▸ Task statement
Identify each line in the records below that contains the word "mock", and copy it.

BEGIN Provided entries

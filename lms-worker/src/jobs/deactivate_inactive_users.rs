/// `deactivate_inactive_users` job
///
/// Deactivates regular accounts (neither staff nor superuser) whose last
/// login is older than `days`. Accounts that never logged in are left
/// alone. Returns the number of accounts deactivated.

use chrono::{DateTime, Duration, Utc};
use lms_shared::store::UserMaintenance;
use tracing::info;

use super::JobError;

/// Threshold used when the scheduler is not configured otherwise
pub const DEFAULT_INACTIVE_DAYS: i64 = 30;

/// Login cutoff for `days` of inactivity
pub fn cutoff(now: DateTime<Utc>, days: i64) -> Result<DateTime<Utc>, JobError> {
    if days < 1 {
        return Err(JobError::InvalidPayload(format!(
            "days must be at least 1, got {}",
            days
        )));
    }

    Duration::try_days(days)
        .and_then(|span| now.checked_sub_signed(span))
        .ok_or_else(|| JobError::InvalidPayload(format!("days out of range: {}", days)))
}

pub async fn run<U>(users: &U, days: i64, now: DateTime<Utc>) -> Result<u64, JobError>
where
    U: UserMaintenance + ?Sized,
{
    let cutoff = cutoff(now, days)?;
    let count = users.deactivate_inactive_users(cutoff).await?;

    info!(days, cutoff = %cutoff, count, "Inactive users deactivated");

    Ok(count)
}
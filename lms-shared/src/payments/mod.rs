//! Payments
//!
//! - [`orchestrator`]: records a pending payment and opens a provider
//!   checkout session for it
//! - [`money`]: decimal amounts to provider minor units
//! - [`provider`]: the provider port
//! - [`stripe`], [`mock`]: provider implementations

pub mod mock;
pub mod money;
pub mod orchestrator;
pub mod provider;
pub mod stripe;

use serde::{Deserialize, Serialize};
use uuid::Uuid;

use crate::validation::{FieldError, NON_FIELD_ERRORS};

/// What a payment pays for: exactly one course or one lesson
#[derive(Debug, Clone, Copy, PartialEq, Eq, Serialize, Deserialize)]
#[serde(tag = "type", content = "id", rename_all = "lowercase")]
pub enum PaymentTarget {
    Course(Uuid),
    Lesson(Uuid),
}

impl PaymentTarget {
    /// Builds the target from the two optional request fields
    ///
    /// # Errors
    ///
    /// Both or neither set is a validation error on `non_field_errors`.
    ///
    /// ```
    /// use lms_shared::payments::PaymentTarget;
    /// use uuid::Uuid;
    ///
    /// let id = Uuid::new_v4();
    /// assert_eq!(PaymentTarget::from_fields(Some(id), None), Ok(PaymentTarget::Course(id)));
    /// assert!(PaymentTarget::from_fields(None, None).is_err());
    /// assert!(PaymentTarget::from_fields(Some(id), Some(id)).is_err());
    /// ```
    pub fn from_fields(
        paid_course: Option<Uuid>,
        paid_lesson: Option<Uuid>,
    ) -> Result<Self, FieldError> {
        match (paid_course, paid_lesson) {
            (Some(course_id), None) => Ok(PaymentTarget::Course(course_id)),
            (None, Some(lesson_id)) => Ok(PaymentTarget::Lesson(lesson_id)),
            (Some(_), Some(_)) => Err(FieldError::new(
                NON_FIELD_ERRORS,
                "Specify either paid_course or paid_lesson, not both",
            )),
            (None, None) => Err(FieldError::new(
                NON_FIELD_ERRORS,
                "Specify either paid_course or paid_lesson",
            )),
        }
    }

    pub fn course_id(&self) -> Option<Uuid> {
        match self {
            PaymentTarget::Course(id) => Some(*id),
            PaymentTarget::Lesson(_) => None,
        }
    }

    pub fn lesson_id(&self) -> Option<Uuid> {
        match self {
            PaymentTarget::Course(_) => None,
            PaymentTarget::Lesson(id) => Some(*id),
        }
    }

    /// Request field the target came from
    pub fn field_name(&self) -> &'static str {
        match self {
            PaymentTarget::Course(_) => "paid_course",
            PaymentTarget::Lesson(_) => "paid_lesson",
        }
    }
}

#[cfg(test)]
mod tests {
    use super::*;

    #[test]
    fn test_exactly_one_target_required() {
        let course = Uuid::new_v4();
        let lesson = Uuid::new_v4();

        assert_eq!(
            PaymentTarget::from_fields(None, Some(lesson)),
            Ok(PaymentTarget::Lesson(lesson))
        );

        let both = PaymentTarget::from_fields(Some(course), Some(lesson)).unwrap_err();
        assert_eq!(both.field, NON_FIELD_ERRORS);

        let neither = PaymentTarget::from_fields(None, None).unwrap_err();
        assert_eq!(neither.field, NON_FIELD_ERRORS);
    }

    #[test]
    fn test_target_accessors() {
        let id = Uuid::new_v4();
        let target = PaymentTarget::Course(id);
        assert_eq!(target.course_id(), Some(id));
        assert_eq!(target.lesson_id(), None);
        assert_eq!(target.field_name(), "paid_course");
    }
}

END Provided entries

▸ Written response
//! - [`stripe`], [`mock`]: provider implementations
pub mod mock;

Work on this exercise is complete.